When you let the little things slide, big problems can occur. Here are some tips to keep that from happening.

Think about the last time you cut a corner. Did anything bad happen? Probably not. Maybe it was so benign that you started routinely skipping that step, and still the world didn’t end. Fast forward a few months, and maybe you omitted another SOP with no repercussions, inadvertently creating a new normal.

Work Processes
Illustration by Mykyta Dolmatov/Getty Images

Over time, these skipped checklist items take us away from the rigid examples set by our mentors. The FAA calls this “operational drift.” Commercial pilots go through training routinely to battle decay by addressing it, acknowledging it, and instituting antidotes to combat it. Unfortunately, operational drift is human nature.

In custom installation, operational drift can manifest in many ways, and there are some relatively easy fixes to arrest it. We’ll never prevent it entirely, but we can follow these steps to slow it down:

Buddy Checks

Imagine a salesperson handing off a project scope of work to a system designer or building it themselves. Before it gets sent to a customer, they should do a buddy check with a third party who had nothing to do with building it. Maybe it’s the sales manager or another leader in the organization. That buddy check will invariably uncover system design flaws, pricing issues, and a host of other elements, including sales technique, talking vs. listening, and more. Just a simple role play before a proposal goes out the door helps prevent operational drift and helps new salespeople acclimate faster.

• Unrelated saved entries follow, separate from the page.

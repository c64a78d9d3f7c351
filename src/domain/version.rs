use crate::domain::BumpLevel;
use crate::error::{Result, VerscoutError};
use std::fmt;
use std::str::FromStr;

/// Three-component semantic version, e.g. `1.2.3`
#[derive(Debug, Clone, Copy, PartialEq, Eq, Hash, PartialOrd, Ord)]
pub struct SemanticVersion {
    pub major: u64,
    pub minor: u64,
    pub patch: u64,
}

impl SemanticVersion {
    /// Create a new version
    pub fn new(major: u64, minor: u64, patch: u64) -> Self {
        SemanticVersion {
            major,
            minor,
            patch,
        }
    }

    /// Parse a version tag (e.g., "v1.2.3" -> SemanticVersion(1,2,3))
    ///
    /// Accepts exactly `major.minor.patch` with ASCII digits, optionally
    /// preceded by a single lowercase `v`. A well-formed tag whose component
    /// does not fit in a `u64` is still an error here.
    pub fn parse(tag: &str) -> Result<Self> {
        let [major, minor, patch] = split_components(tag).ok_or_else(|| {
            VerscoutError::invalid_version(format!(
                "'{}' - expected MAJOR.MINOR.PATCH with an optional 'v' prefix",
                tag
            ))
        })?;

        let component = |digits: &str| {
            digits.parse::<u64>().map_err(|_| {
                VerscoutError::invalid_version(format!(
                    "'{}' - component '{}' is too large",
                    tag, digits
                ))
            })
        };

        Ok(SemanticVersion {
            major: component(major)?,
            minor: component(minor)?,
            patch: component(patch)?,
        })
    }

    /// Apply a bump, resetting lower-order components
    ///
    /// # Returns
    /// * `Ok(SemanticVersion)` - The bumped version
    /// * `Err(InvalidVersion)` - If the bumped component would overflow
    pub fn bump(&self, level: BumpLevel) -> Result<Self> {
        let overflow =
            || VerscoutError::invalid_version(format!("cannot bump {} past its maximum", self));

        Ok(match level {
            BumpLevel::Major => {
                SemanticVersion::new(self.major.checked_add(1).ok_or_else(overflow)?, 0, 0)
            }
            BumpLevel::Minor => SemanticVersion::new(
                self.major,
                self.minor.checked_add(1).ok_or_else(overflow)?,
                0,
            ),
            BumpLevel::Patch => SemanticVersion::new(
                self.major,
                self.minor,
                self.patch.checked_add(1).ok_or_else(overflow)?,
            ),
            BumpLevel::None => *self,
        })
    }
}

impl fmt::Display for SemanticVersion {
    fn fmt(&self, f: &mut fmt::Formatter<'_>) -> fmt::Result {
        write!(f, "{}.{}.{}", self.major, self.minor, self.patch)
    }
}

impl FromStr for SemanticVersion {
    type Err = VerscoutError;

    fn from_str(s: &str) -> Result<Self> {
        SemanticVersion::parse(s)
    }
}

/// Whether `tag` has the shape `v?DIGITS.DIGITS.DIGITS`.
///
/// Only the shape is checked, so components of any length are valid.
pub fn is_valid_tag(tag: &str) -> bool {
    split_components(tag).is_some()
}

fn split_components(tag: &str) -> Option<[&str; 3]> {
    let raw = tag.strip_prefix('v').unwrap_or(tag);
    let mut parts = raw.split('.');
    let mut components = [""; 3];

    for component in components.iter_mut() {
        let part = parts.next()?;
        if part.is_empty() || !part.bytes().all(|b| b.is_ascii_digit()) {
            return None;
        }
        *component = part;
    }

    if parts.next().is_some() {
        return None;
    }

    Some(components)
}
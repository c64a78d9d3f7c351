use crate::boundary::BoundaryWarning;
use crate::domain::version::{is_valid_tag, SemanticVersion};
use crate::error::Result;
use git2::Oid;
use tracing::debug;

/// A repository tag paired with the commit it ultimately points to
#[derive(Debug, Clone, PartialEq, Eq)]
pub struct TagCandidate {
    pub name: String,
    /// Commit the tag resolves to (annotated tags are peeled)
    pub commit: Oid,
    /// Commit time in unix seconds
    pub timestamp: i64,
}

impl TagCandidate {
    /// Create a new tag candidate
    pub fn new(name: impl Into<String>, commit: Oid, timestamp: i64) -> Self {
        TagCandidate {
            name: name.into(),
            commit,
            timestamp,
        }
    }

    /// Whether the tag name is a `major.minor.patch` version
    pub fn is_valid_version(&self) -> bool {
        is_valid_tag(&self.name)
    }

    /// Parse the tag name as a version
    pub fn version(&self) -> Result<SemanticVersion> {
        SemanticVersion::parse(&self.name)
    }
}

/// Select the most recently committed tag whose name is a valid version.
///
/// Tags that are not versions are ignored even when they are newer. When two
/// valid tags share a timestamp the first one encountered wins.
///
/// # Returns
/// * `Ok(&TagCandidate)` - The latest version tag
/// * `Err(NotFound(NoTags))` - If `tags` is empty
/// * `Err(NotFound(NoValidVersionTags))` - If no tag name is a valid version
pub fn resolve_latest_version_tag(tags: &[TagCandidate]) -> Result<&TagCandidate> {
    if tags.is_empty() {
        return Err(BoundaryWarning::NoTags.into());
    }

    let mut latest: Option<&TagCandidate> = None;
    for tag in tags.iter().filter(|t| t.is_valid_version()) {
        match latest {
            Some(current) if tag.timestamp <= current.timestamp => {}
            _ => latest = Some(tag),
        }
    }

    let latest = latest.ok_or(BoundaryWarning::NoValidVersionTags)?;
    debug!(tag = %latest.name, commit = %latest.commit, "Found latest version tag");

    Ok(latest)
}
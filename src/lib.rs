pub mod analyzer;
pub mod boundary;
pub mod cli;
pub mod config;
pub mod domain;
pub mod error;
pub mod git;
pub mod ui;

pub use error::{Result, VerscoutError};
use crate::boundary::BoundaryWarning;
use thiserror::Error;

/// Unified error type for verscout operations
#[derive(Error, Debug)]
pub enum VerscoutError {
    #[error("{0}")]
    NotFound(#[from] BoundaryWarning),

    #[error("Invalid version: {0}")]
    InvalidVersion(String),

    #[error("Configuration error: {0}")]
    Config(String),

    #[error("Git operation failed: {0}")]
    Git(#[from] git2::Error),

    #[error("Repository error: {0}")]
    Repository(String),

    #[error("I/O error: {0}")]
    Io(#[from] std::io::Error),
}

/// Convenience type alias for Results in verscout
pub type Result<T> = std::result::Result<T, VerscoutError>;

impl VerscoutError {
    /// Create a configuration error with context
    pub fn config(msg: impl Into<String>) -> Self {
        VerscoutError::Config(msg.into())
    }

    /// Create an invalid version error for the offending input
    pub fn invalid_version(msg: impl Into<String>) -> Self {
        VerscoutError::InvalidVersion(msg.into())
    }

    /// Create a repository error with context
    pub fn repository(msg: impl Into<String>) -> Self {
        VerscoutError::Repository(msg.into())
    }

    /// The boundary condition carried by this error, if any
    pub fn boundary(&self) -> Option<BoundaryWarning> {
        match self {
            VerscoutError::NotFound(warning) => Some(*warning),
            _ => None,
        }
    }

    /// Whether this is an expected "nothing to report" condition
    pub fn is_not_found(&self) -> bool {
        self.boundary().is_some()
    }
}
use crate::domain::TagCandidate;
use crate::error::{Result, VerscoutError};
use git2::{ErrorCode, Oid, Repository as Git2Repo, Sort};
use std::path::Path;
use tracing::{debug, warn};

/// Wrapper around git2::Repository with our trait interface
pub struct Git2Repository {
    repo: Git2Repo,
}

impl Git2Repository {
    /// Open or discover a git repository
    pub fn open<P: AsRef<Path>>(path: P) -> Result<Self> {
        let path = path.as_ref();
        let repo = Git2Repo::discover(path).map_err(|e| {
            VerscoutError::repository(format!(
                "failed to open git repository at {}: {}",
                path.display(),
                e.message()
            ))
        })?;

        Ok(Git2Repository { repo })
    }

    /// Create from existing git2::Repository
    pub fn from_git2(repo: Git2Repo) -> Self {
        Git2Repository { repo }
    }

    /// Root of the working tree, `None` for a bare repository
    pub fn workdir(&self) -> Option<&Path> {
        self.repo.workdir()
    }
}

impl super::Repository for Git2Repository {
    fn list_tags_with_commits(&self) -> Result<Vec<TagCandidate>> {
        let names = self.repo.tag_names(None)?;
        let mut tags = Vec::with_capacity(names.len());

        for name in names.iter().flatten() {
            let reference = self.repo.find_reference(&format!("refs/tags/{}", name))?;

            // Peels annotated tags through to the commit they target
            let commit = match reference.peel_to_commit() {
                Ok(commit) => commit,
                Err(e) if is_not_a_commit(&e) => {
                    warn!(tag = %name, error = %e, "Skipping tag that does not point to a commit");
                    continue;
                }
                Err(e) => return Err(e.into()),
            };

            tags.push(TagCandidate::new(name, commit.id(), commit.time().seconds()));
        }

        debug!(count = tags.len(), "Listed repository tags");
        Ok(tags)
    }

    fn commit_messages_since(&self, from_oid: Oid) -> Result<Vec<String>> {
        let mut revwalk = self.repo.revwalk()?;
        revwalk.set_sorting(Sort::TOPOLOGICAL | Sort::TIME)?;
        revwalk.push_head()?;
        revwalk.hide(from_oid)?;

        let mut messages = Vec::new();
        for oid_result in revwalk {
            let commit = self.repo.find_commit(oid_result?)?;
            messages.push(String::from_utf8_lossy(commit.message_bytes()).into_owned());
        }

        debug!(count = messages.len(), since = %from_oid, "Collected commit messages");
        Ok(messages)
    }
}

/// Peeling a tree or blob to a commit fails with one of these codes; a
/// missing or corrupt object does not.
fn is_not_a_commit(err: &git2::Error) -> bool {
    matches!(err.code(), ErrorCode::Peel | ErrorCode::InvalidSpec)
}
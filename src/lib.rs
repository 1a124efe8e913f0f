// src/lib.rs
//! pass-export: turn a pass (password-store) tree into a Bitwarden CSV
//!
//! Features:
//! - Three path classification strategies: heuristic, depth-based, flat
//! - URL detection on item names
//! - Decrypted material kept in secure-gate wrappers until written

pub mod aliases;
pub mod cli;
pub mod config;
pub mod consts;
pub mod core;
pub mod enums;
pub mod export;
pub mod secret;
pub mod walk;

pub mod error;

// Re-export everything users need at the crate root
pub use config::Config;
pub use core::{ClassifiedFields, Classifier, PathTokens, StrategyConfig, UrlSniffer};
pub use enums::{NameFrom, StrategyKind, UsernameSource};
pub use error::ExportError;
pub use export::{export_store, ExportSummary};
pub use secret::{PassCommand, SecretSource};
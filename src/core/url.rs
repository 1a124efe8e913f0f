// src/core/url.rs
//! URL-like segment detection
//!
//! A heuristic, not a validator: a segment is URL-like when the configured
//! pattern matches it from its first to its last character.

use regex::Regex;

use crate::core::Result;

#[derive(Debug, Clone)]
pub struct UrlSniffer {
    pattern: Regex,
}

impl UrlSniffer {
    pub fn new(pattern: &str) -> Result<Self> {
        let anchored = format!("^(?:{pattern})$");
        Ok(UrlSniffer {
            pattern: Regex::new(&anchored)?,
        })
    }

    pub fn is_url(&self, segment: &str) -> bool {
        !segment.is_empty() && self.pattern.is_match(segment)
    }

    /// `segment` itself when it looks like a URL, otherwise empty
    pub fn sniff(&self, segment: &str) -> String {
        if self.is_url(segment) {
            segment.to_owned()
        } else {
            String::new()
        }
    }
}
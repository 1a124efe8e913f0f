// src/enums.rs
//! Public enum types used throughout the crate
//!
//! Central location for the user-visible choices: which parsing strategy
//! runs, where a username comes from, how flat names are composed.

use std::fmt;
use std::str::FromStr;

use serde::{Deserialize, Serialize};

use crate::error::ExportError;

/// Identifier of a parsing strategy
#[derive(Debug, Clone, Copy, PartialEq, Eq, Serialize, Deserialize, Default)]
#[serde(rename_all = "kebab-case")]
pub enum StrategyKind {
    #[default]
    Heuristic,
    DepthBased,
    Flat,
}

impl StrategyKind {
    pub const ALL: [StrategyKind; 3] = [
        StrategyKind::Heuristic,
        StrategyKind::DepthBased,
        StrategyKind::Flat,
    ];

    pub fn as_str(self) -> &'static str {
        match self {
            StrategyKind::Heuristic => "heuristic",
            StrategyKind::DepthBased => "depth-based",
            StrategyKind::Flat => "flat",
        }
    }

    /// One-line summary shown by `--list-strategies`
    pub fn description(self) -> &'static str {
        match self {
            StrategyKind::Heuristic => "Smart detection, adapts to mixed structures (recommended)",
            StrategyKind::DepthBased => "Fixed depth levels, for consistent hierarchies",
            StrategyKind::Flat => "All entries in one folder, simple import",
        }
    }
}

impl fmt::Display for StrategyKind {
    fn fmt(&self, f: &mut fmt::Formatter<'_>) -> fmt::Result {
        f.write_str(self.as_str())
    }
}

impl FromStr for StrategyKind {
    type Err = ExportError;

    fn from_str(s: &str) -> Result<Self, Self::Err> {
        StrategyKind::ALL
            .into_iter()
            .find(|kind| kind.as_str() == s)
            .ok_or_else(|| ExportError::UnknownStrategy(s.to_string()))
    }
}

/// Where the login username is taken from
#[derive(Debug, Clone, Copy, PartialEq, Eq, Serialize, Deserialize, Default)]
#[serde(rename_all = "snake_case")]
pub enum UsernameSource {
    /// The entry file name without its suffix
    #[default]
    Filename,
    /// The directory directly enclosing the entry
    ParentDir,
    /// Leave the username empty
    None,
}

/// How the flat strategy names an item
#[derive(Debug, Clone, Copy, PartialEq, Eq, Serialize, Deserialize, Default)]
#[serde(rename_all = "snake_case")]
pub enum NameFrom {
    /// Directories plus identifier, joined by `/`
    #[default]
    FullPath,
    /// Just the identifier
    Filename,
}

We often hear, “We don’t have time to do that, we’re slammed.” I’d challenge that thinking. We never seem to have time to do it right the first time, but we always find time to fix it. Imagine taking 10–15 minutes to do a buddy check and uncovering a $10,000 to $20,000 mistake or margin miss. That short investment becomes worth 10–15x its cost in both time and dollars.

Project Handoffs

The handoff from the salesperson to the project manager and then from the project manager to the installation team is another area where slowing down matters. By taking a little extra time, the project manager can demand and expect a complete set of documents from sales and design. Without those, the job can’t be scheduled, creating a healthy tension that ensures preparedness.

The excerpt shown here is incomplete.